Para Borges el tango terminó con la Cumparsita y Gardel. El verdadero tango
era, para él, la milonga; aquella de corte y tajo, tango que putas y machos con
cuchillo al cinto, bailaban al compás de la música tamboreada de un lupanar.
¿Qué clase de argentino era Borges? ¿Un argentino sin tango y
sin fútbol y, por si fuera poco, anti-peronista? No sé como se las arregló,
pero su literatura es muy argentina. En verdad, de la misma manera como Antonio
Machado se pronunció en contra de “la España de charanga y pandereta”, Borges
estaba en contra de esa, para él, mediocre argentinidad populista, tanguera y
futbolera.
Si Borges detestaba al fútbol, no era por el fútbol en sí,
sino porque era un deporte de masas. Y Borges, de acuerdo con Ortega y Gasset,
temía, y no con malas razones, a la “rebelión de las masas”. Como Ortega,
Borges seguía una cierta línea nitzscheana, una caracterizada por la defensa rotunda
del individuo frente a la masificación de la vida.
Sin embargo, en un punto fue Borges fiel a la argentinidad
tradicional. Cuando leía o conversaba, tomaba mate. Lo uno por lo otro. Nobody
‘s perfect.
Extraña, muy extraña fue, en cambio, la relación del filósofo
más importante del siglo XX con el fútbol.
De Martín Heidegger ha sido resaltada su relación con Hannah
Arendt y la adhesión que, como la inmensa mayoría del pueblo alemán, profesó a
Hitler. Y si su filosofía no hubiese sido seguida por tantos filósofos judíos,
entre ellos Levinas, Derrida y Zarader, habría sido logrado el propósito de
quienes –en su mayoría intelectuales de baja calidad- lo continuaron atacando
después de su muerte. Y bien, a Heidegger no solo le gustaba el fútbol. Fue,
además, otra de sus pasiones ocultas. Detalle que supimos gracias al estudio
sobre Heidegger realizado por Rüdiger Safranski (Ein Meister aus Deutschland:
Un maestro desde Alemania).
Su amor por el fútbol lo hizo público Heidegger después de
haber cumplido ochenta años, cuando iba los fines de semana a la casa de su
vecino para ver al Bayern Munich por la TV. Su ídolo era Franz Beckenbauer. “Es
un genio”, repetía sin cesar ¿Por qué un genio?
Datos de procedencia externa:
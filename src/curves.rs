//! Closed-form parametric curves scaled into a `w` × `h` bounding box.
//!
//! Every function takes the curve parameter `t` (usually an angle in radians swept over
//! `[0, 2π]`), the box width `w` and height `h`, and returns the point of the curve at `t`
//! centred on `(w / 2, h / 2)`. Computation is always done in `f64`, see [Coordinate].
//!
//! None of the functions validate their input. Where a formula divides by zero
//! ([kappa], [bow]) the non-finite result is returned unchanged.

use nalgebra::Point2;

use crate::coordinate::Coordinate;

/// Bicorn curve, <http://paulbourke.net/geometry/bicorn/>.
///
/// `y` has no vertical offset, so the curve occupies the band `[0, h/2]`.
/// ```
/// use parametric_curves::{bicorn, Point2};
///
/// assert_eq!(Point2::new(5.0, 5.0), bicorn(0.0, 10.0, 10.0));
/// ```
pub fn bicorn<T: Coordinate>(t: T, w: T, h: T) -> Point2<T> {
    scaled(t, w, h, |t, half_w, half_h| {
        let x = half_w * t.sin() + half_w;
        let y = half_h * t.cos().powi(2) * (2.0 + t.cos()) / (3.0 + t.sin().powi(2));
        (x, y)
    })
}

/// Kappa curve, <http://paulbourke.net/geometry/kappa/>.
///
/// `x` divides by `sin(t)`: at `t = 0` it is infinite (or `NaN` when `w` is zero) and near
/// `π`, `2π` it grows without bound.
pub fn kappa<T: Coordinate>(t: T, w: T, h: T) -> Point2<T> {
    scaled(t, w, h, |t, half_w, half_h| {
        let x = half_w * t.cos().powi(2) / t.sin() + half_w;
        let y = half_h * t.cos() + half_h;
        (x, y)
    })
}

/// Bow curve, <http://paulbourke.net/geometry/bow2d/>.
///
/// Scales with `1 - tan²(t)`, which diverges towards `π/2` and `3π/2`.
pub fn bow<T: Coordinate>(t: T, w: T, h: T) -> Point2<T> {
    scaled(t, w, h, |t, half_w, half_h| {
        let a = 1.0 - t.tan().powi(2);
        let x = half_w * a * t.cos() + half_w;
        let y = half_h * a * t.sin() + half_h;
        (x, y)
    })
}

/// Diamond, <http://paulbourke.net/geometry/diamond/>.
pub fn diamond<T: Coordinate>(t: T, w: T, h: T) -> Point2<T> {
    scaled(t, w, h, |t, half_w, half_h| {
        let x = half_w * t.cos() * t.cos().powi(2).sqrt() + half_w;
        let y = half_h * t.sin() * t.sin().powi(2).sqrt() + half_h;
        (x, y)
    })
}

/// Chrysanthemum, <http://paulbourke.net/geometry/chrysanthemum/>.
///
/// The radius stays within `[-4, 10]` and is scaled by `w/20`, `h/20`. It oscillates
/// quickly, so small differences in `t` give visibly different points.
pub fn chrysanthemum<T: Coordinate>(t: T, w: T, h: T) -> Point2<T> {
    scaled(t, w, h, |t, half_w, half_h| {
        let r = 5.0 * (1.0 + (11.0 * t / 5.0).sin())
            - 4.0 * (17.0 * t / 3.0).sin().powi(4) * (2.0 * (3.0 * t).cos() - 28.0 * t).sin().powi(8);
        let x = half_w / 10.0 * r * t.cos() + half_w;
        let y = half_h / 10.0 * r * t.sin() + half_h;
        (x, y)
    })
}

/// Butterfly, <http://paulbourke.net/geometry/butterfly/>.
///
/// The radius reaches `e + 3` in magnitude, so the curve is not confined to the box.
pub fn butterfly<T: Coordinate>(t: T, w: T, h: T) -> Point2<T> {
    scaled(t, w, h, |t, half_w, half_h| {
        let r = t.cos().exp() - 2.0 * (4.0 * t).cos() - (t / 12.0).sin().powi(5);
        let x = half_w * r * t.cos() + half_w;
        let y = half_h * r * t.sin() + half_h;
        (x, y)
    })
}

/// Widens the inputs, evaluates `formula(t, w/2, h/2)` and narrows the point back to `T`.
fn scaled<T, F>(t: T, w: T, h: T, formula: F) -> Point2<T>
where
    T: Coordinate,
    F: Fn(f64, f64, f64) -> (f64, f64),
{
    let (x, y) = formula(t.to_f64(), w.to_f64() / 2.0, h.to_f64() / 2.0);
    Point2::new(T::from_f64(x), T::from_f64(y))
}
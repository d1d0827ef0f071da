extern crate parametric_curves;

use parametric_curves::butterfly;

fn main() {

    let width = 800.0;
    let height = 600.0;

    let number_of_steps = 360;
    let step = std::f64::consts::TAU / number_of_steps as f64;

    println!("x;y");
    for i in 0..=number_of_steps {
        let point = butterfly(step * i as f64, width, height);
        println!("{:.2};{:.2}", point.x, point.y);
    }
}
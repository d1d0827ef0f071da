extern crate parametric_curves;

use std::error::Error;

use parametric_curves::Curve;

// usage: cargo run --example curve_sweep -- <curve> [steps]
fn main() -> Result<(), Box<dyn Error>> {

    let mut args = std::env::args().skip(1);
    let curve: Curve = args.next().unwrap_or_else(|| "bicorn".to_string()).parse()?;
    let number_of_steps: usize = match args.next() {
        Some(steps) => steps.parse()?,
        None => 120,
    };

    let step = std::f64::consts::TAU / number_of_steps as f64;
    let t_values: Vec<f64> = (0..=number_of_steps)
        .map(|i| step * i as f64)
        .collect();

    let points = curve.batch_evaluate(&t_values, 100.0, 100.0);

    println!("t;x;y");
    for (t, point) in t_values.iter().zip(points) {
        // kappa and bow have singularities on the sweep
        if point.x.is_finite() && point.y.is_finite() {
            println!("{:.4};{:.2};{:.2}", t, point.x, point.y);
        }
    }
    Ok(())
}
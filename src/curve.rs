use std::{error::Error, fmt::Display, str::FromStr};

use nalgebra::Point2;

use crate::{coordinate::Coordinate, curves};

/// Curve represents one of the parametric curves of this library as a value, so it can be
/// picked at runtime (for example from a command line argument or a configuration file).
///
/// Evaluating a [Curve] gives exactly the same point as calling the matching free function.
/// ```
/// use parametric_curves::{diamond, Curve};
///
/// let curve: Curve = "Diamond".parse().unwrap();
///
/// assert_eq!(Curve::Diamond, curve);
/// assert_eq!(diamond(0.3, 4.0, 2.0), curve.evaluate(0.3, 4.0, 2.0));
/// ```
#[derive(Debug, Clone, Copy, PartialEq, Eq, Hash)]
#[cfg_attr(feature = "serde", derive(serde::Serialize, serde::Deserialize))]
#[cfg_attr(feature = "serde", serde(rename_all = "lowercase"))]
pub enum Curve {
    Bicorn,
    Kappa,
    Bow,
    Diamond,
    Chrysanthemum,
    Butterfly,
}

impl Curve {
    /// All curves in declaration order.
    pub const ALL: [Curve; 6] = [
        Curve::Bicorn,
        Curve::Kappa,
        Curve::Bow,
        Curve::Diamond,
        Curve::Chrysanthemum,
        Curve::Butterfly,
    ];

    /// Lower-case name of the curve, accepted back when parsing a [Curve].
    pub fn name(&self) -> &'static str {
        match self {
            Curve::Bicorn => "bicorn",
            Curve::Kappa => "kappa",
            Curve::Bow => "bow",
            Curve::Diamond => "diamond",
            Curve::Chrysanthemum => "chrysanthemum",
            Curve::Butterfly => "butterfly",
        }
    }

    /// Point of the curve at parameter `t`, scaled into a `w` × `h` box.
    pub fn evaluate<T: Coordinate>(&self, t: T, w: T, h: T) -> Point2<T> {
        match self {
            Curve::Bicorn => curves::bicorn(t, w, h),
            Curve::Kappa => curves::kappa(t, w, h),
            Curve::Bow => curves::bow(t, w, h),
            Curve::Diamond => curves::diamond(t, w, h),
            Curve::Chrysanthemum => curves::chrysanthemum(t, w, h),
            Curve::Butterfly => curves::butterfly(t, w, h),
        }
    }

    /// Evaluates the curve for every value of `t_values`, keeping their order.
    /// # Example
    /// ```
    /// use parametric_curves::Curve;
    ///
    /// let t_values: Vec<f64> = (0..=4).map(|i| i as f64 * std::f64::consts::FRAC_PI_2).collect();
    /// let points = Curve::Bicorn.batch_evaluate(&t_values, 10.0, 10.0);
    ///
    /// assert_eq!(t_values.len(), points.len());
    /// assert_eq!(Curve::Bicorn.evaluate(t_values[3], 10.0, 10.0), points[3]);
    /// ```
    pub fn batch_evaluate<T: Coordinate>(&self, t_values: &[T], w: T, h: T) -> Vec<Point2<T>> {
        t_values.iter()
            .map(|t| self.evaluate(*t, w, h))
            .collect()
    }
}

impl Display for Curve {
    fn fmt(&self, f: &mut std::fmt::Formatter<'_>) -> std::fmt::Result {
        write!(f, "{}", self.name())
    }
}

impl FromStr for Curve {
    type Err = CurveError;

    /// Parses a curve name, ignoring case and surrounding whitespace.
    /// # Errors
    /// ```
    /// use parametric_curves::Curve;
    ///
    /// assert!("astroid".parse::<Curve>().is_err());
    /// ```
    fn from_str(s: &str) -> Result<Self, Self::Err> {
        let name = s.trim();
        Curve::ALL.into_iter()
            .find(|curve| curve.name().eq_ignore_ascii_case(name))
            .ok_or_else(|| CurveError(format!("unknown curve name '{}'", name)))
    }
}

#[derive(Debug, Clone, PartialEq, Eq)]
pub struct CurveError(String);

impl Display for CurveError {
    fn fmt(&self, f: &mut std::fmt::Formatter<'_>) -> std::fmt::Result {
        write!(f, "Error in Curve: {}", self.0)
    }
}

impl Error for CurveError {}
En Heidegger la palabra genio hay que entenderla en sentido
filosófico. Genio, según Sócrates (Heidegger fue siempre socrático) es quien ha
sido tocado por la luz del espíritu. En palabras heideggerianas, es el ser
(sein, con minúscula) que en su estar (Dasein) entra en contacto con el Ser
total (Sein, con mayúscula). Y en cierto modo, Heidegger tenía razón: Viendo
antiguos filmes deportivos, uno no se explica como Beckenbauer resolvía con
elegancia jugadas en las cuales la mayoría de los futbolistas se hacen un nudo.
De algún modo Heidegger nos quería decir que la genialidad no solo está en el
pensamiento, también está en la vida diaria, en un poema de Hölderlin, o en un
pase preciso de un futbolista llamado Beckenbauer.
El fútbol ha llegado a ser tema de intelectuales; y está bien
que así sea. La intelectualidad no tiene porqué ser lúgubre; más bien debe ser
un SÍ, dicho con amor y fervor a la vida.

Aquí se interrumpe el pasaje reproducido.